Does Howlin’ Wolf get his own section in the museum, or does he share it with other people?
Endicott: “You can’t miss Howlin’ Wolf in our museum. He plays a very prominent part in our festival section.”
Brown: “Yeah, he’s sort of featured a couple of times as far as performing goes and then we have a few items, pictures of him. But hopefully as we grow, we’ll have some Howlin’ Wolf memorabilia and artifacts in there.”
What is different about setting up a museum in 2016, as opposed to setting one up in the ’90s or the ’80s?
Endicott: “It’s more interactive. It’s a little bit smaller footprint, probably people are interested in this area know the Rock and Roll Hall of Fame, or the Country Music Hall of Fame, and those are quite large places with just tons and tons of artifact and so forth. We have a little bit smaller space, but we leverage that with a lot of interactives where you can actually come in and write your own blues song and add a guitar track and a piano track to it. You’re really hands-on learning as you’re reading text and looking at great pictures, but it’s sort of the interactive thing that we hope that the kids will latch onto.”

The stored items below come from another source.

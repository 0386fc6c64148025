use clap::Parser;

use crate::error::ConfigError;
use crate::llm::openai::{DEFAULT_MODEL, GROQ_BASE_URL};
use crate::pipeline::DEFAULT_MAX_RESULTS;
use crate::tavily;

pub const TAVILY_KEY_VAR: &str = "TAVILY_API_KEY";
pub const GROQ_KEY_VAR: &str = "GROQ_API_KEY";

const MAX_RESULTS_LIMIT: usize = 20;

#[derive(Parser, Debug, Clone)]
#[command(name = "factcheck", version, about = "Check a claim against web search evidence")]
pub struct Cli {
    /// Address the page is served on
    #[arg(long, env = "FACTCHECK_BIND", default_value = "127.0.0.1:8501")]
    pub bind: String,
    /// Chat model used for the verdict
    #[arg(long, default_value = DEFAULT_MODEL)]
    pub model: String,
    /// OpenAI-compatible API base
    #[arg(long, default_value = GROQ_BASE_URL)]
    pub llm_base_url: String,
    #[arg(long, default_value = tavily::DEFAULT_BASE_URL)]
    pub search_base_url: String,
    /// Search results fed to the model
    #[arg(long, default_value_t = DEFAULT_MAX_RESULTS)]
    pub max_results: usize,
    /// Search request timeout; unset leaves the client default
    #[arg(long)]
    pub search_timeout_ms: Option<u64>,
    #[arg(long, env = TAVILY_KEY_VAR, hide = true, hide_env_values = true)]
    pub tavily_api_key: Option<String>,
    #[arg(long, env = GROQ_KEY_VAR, hide = true, hide_env_values = true)]
    pub groq_api_key: Option<String>,
}

/// Validated startup configuration.
#[derive(Clone)]
pub struct Settings {
    pub bind: String,
    pub model: String,
    pub llm_base_url: String,
    pub search_base_url: String,
    pub max_results: usize,
    pub search_timeout_ms: Option<u64>,
    pub tavily_api_key: String,
    pub groq_api_key: String,
}

// Keys never reach Debug output.
impl std::fmt::Debug for Settings {
    fn fmt(&self, f: &mut std::fmt::Formatter<'_>) -> std::fmt::Result {
        f.debug_struct("Settings")
            .field("bind", &self.bind)
            .field("model", &self.model)
            .field("llm_base_url", &self.llm_base_url)
            .field("search_base_url", &self.search_base_url)
            .field("max_results", &self.max_results)
            .field("search_timeout_ms", &self.search_timeout_ms)
            .finish_non_exhaustive()
    }
}

fn valid_api_key(key: &str) -> bool {
    let trimmed = key.trim();
    !trimmed.is_empty() && !trimmed.contains("...")
}

fn require_secret(value: Option<String>, name: &'static str) -> Result<String, ConfigError> {
    match value {
        Some(key) if valid_api_key(&key) => Ok(key.trim().to_string()),
        _ => Err(ConfigError::MissingSecret(name)),
    }
}

impl Settings {
    pub fn from_cli(cli: Cli) -> Result<Self, ConfigError> {
        let tavily_api_key = require_secret(cli.tavily_api_key, TAVILY_KEY_VAR)?;
        let groq_api_key = require_secret(cli.groq_api_key, GROQ_KEY_VAR)?;

        if cli.max_results == 0 || cli.max_results > MAX_RESULTS_LIMIT {
            return Err(ConfigError::InvalidSetting(format!(
                "--max-results must be between 1 and {MAX_RESULTS_LIMIT}, got {}",
                cli.max_results
            )));
        }
        if cli.model.trim().is_empty() {
            return Err(ConfigError::InvalidSetting("--model must not be empty".into()));
        }

        Ok(Self {
            bind: cli.bind,
            model: cli.model,
            llm_base_url: cli.llm_base_url,
            search_base_url: cli.search_base_url,
            max_results: cli.max_results,
            search_timeout_ms: cli.search_timeout_ms,
            tavily_api_key,
            groq_api_key,
        })
    }
}
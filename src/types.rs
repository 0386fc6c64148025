use serde::{Deserialize, Serialize};

/// One record returned by the search provider.
#[derive(Debug, Clone, PartialEq, Eq, Serialize, Deserialize)]
pub struct SearchResult {
    pub title: String,
    pub url: String,
    #[serde(default)]
    pub content: String,
}

impl SearchResult {
    /// Human-readable citation: `title (url)`.
    pub fn citation_line(&self) -> String {
        format!("{} ({})", self.title, self.url)
    }

    /// Line fed to the model: `title: content`.
    pub fn context_line(&self) -> String {
        format!("{}: {}", self.title, self.content)
    }
}

/// The bounded, ordered evidence retrieved for one claim.
#[derive(Debug, Clone, Default, PartialEq, Eq, Serialize)]
pub struct EvidenceSet {
    pub results: Vec<SearchResult>,
}

impl EvidenceSet {
    pub fn citation_lines(&self) -> Vec<String> {
        self.results.iter().map(SearchResult::citation_line).collect()
    }

    pub fn context_lines(&self) -> Vec<String> {
        self.results.iter().map(SearchResult::context_line).collect()
    }

    /// Citations as a bulleted block, one per line.
    pub fn sources_text(&self) -> String {
        self.results
            .iter()
            .map(|r| format!("- {}", r.citation_line()))
            .collect::<Vec<_>>()
            .join("\n")
    }

    /// Context lines joined with newlines; empty when nothing was found.
    pub fn context_text(&self) -> String {
        self.context_lines().join("\n")
    }

    pub fn len(&self) -> usize {
        self.results.len()
    }

    pub fn is_empty(&self) -> bool {
        self.results.is_empty()
    }
}

#[derive(Debug, Clone, Copy, PartialEq, Eq, Serialize, Deserialize)]
#[serde(rename_all = "SCREAMING_SNAKE_CASE")]
pub enum VerdictLabel {
    True,
    False,
    Unverified,
}

impl VerdictLabel {
    pub fn as_str(&self) -> &'static str {
        match self {
            VerdictLabel::True => "TRUE",
            VerdictLabel::False => "FALSE",
            VerdictLabel::Unverified => "UNVERIFIED",
        }
    }
}

/// Raw model answer plus the tag read from it. The text is never rewritten.
#[derive(Debug, Clone, PartialEq, Eq, Serialize)]
pub struct Verdict {
    pub label: VerdictLabel,
    pub text: String,
}

/// Everything a successful submission produces.
#[derive(Debug, Clone)]
pub struct CheckOutcome {
    pub claim: String,
    pub evidence: EvidenceSet,
    pub verdict: Verdict,
    pub report: Vec<u8>,
}
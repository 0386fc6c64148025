use anyhow::{Context, Result};
use async_openai::{
    config::OpenAIConfig,
    types::{
        ChatCompletionRequestMessage, ChatCompletionRequestUserMessageArgs,
        CreateChatCompletionRequestArgs,
    },
    Client,
};

use super::Llm;

pub const DEFAULT_MODEL: &str = "llama-3.3-70b-versatile";
pub const GROQ_BASE_URL: &str = "https://api.groq.com/openai/v1";

/// Chat-completions client for any OpenAI-compatible endpoint.
#[derive(Clone)]
pub struct LlmClient {
    client: Client<OpenAIConfig>,
    model: String,
}

impl LlmClient {
    pub fn new(model: String, base_url: Option<String>, api_key: Option<String>) -> Self {
        let mut cfg = OpenAIConfig::default();
        if let Some(url) = base_url { cfg = cfg.with_api_base(url); }
        if let Some(key) = api_key { cfg = cfg.with_api_key(key); }
        let client = Client::with_config(cfg);
        Self { client, model }
    }

    pub fn model(&self) -> &str {
        &self.model
    }
}

#[async_trait::async_trait]
impl Llm for LlmClient {
    async fn complete(&self, prompt: &str) -> Result<String> {
        let message: ChatCompletionRequestMessage = ChatCompletionRequestUserMessageArgs::default()
            .content(prompt)
            .build()?
            .into();
        let req = CreateChatCompletionRequestArgs::default()
            .model(&self.model)
            .messages(vec![message])
            .temperature(0.0)
            .build()?;
        let resp = self.client.chat().create(req).await?;
        let choice = resp.choices.into_iter().next().context("model returned no choices")?;
        Ok(choice.message.content.unwrap_or_default())
    }
}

Brown: “Being in the museum, I saw it yesterday, a lady probably in her teens, early teens, she was telling her dad how she had just recorded her own music album, her own album, and they were just sitting there listening to it, and it’s just mind-blowing.”
What do you want children to take away from this museum?
Brown: “It’s an educational experience more than it’s a field trip, because we are going to teach them not only about the blues, but the history that goes along with it. We have live performances going on that will start probably at the end of May, and all of them will be for an educational purpose. So when the kids come in, not only will they get to do the interactives, see the artifacts, but then plan on seeing a blues musician or a blues performance while they’re there.”
Endicott: “I think people will come in and they’ll say, ‘I don’t really know much about the blues, I don’t really know if I like the blues.’ Then as they see all of the influences seeped into American culture, all American music, they’re going to say, ‘In didn’t even know I loved the blues, but I loved the blues.’”
Songs In This Segment
- Big Mama Thornton, “Hound Dog”
- Willie Dixon, “I Can’t Quit You Baby”
- Big Albert King, “Born Under a Bad Sign”
- B. B. King, “Why I Sing the Blues”
- Howlin’ Wolf, “Smokestack Lighting”
- Muddy Waters, “Mannish Boy”
Guests
- Dion Brown, founding executive director of the National Blues Museum.
- Rob Endicott, chair of the board of directors of the National Blues Museum. He tweets @robertendicott.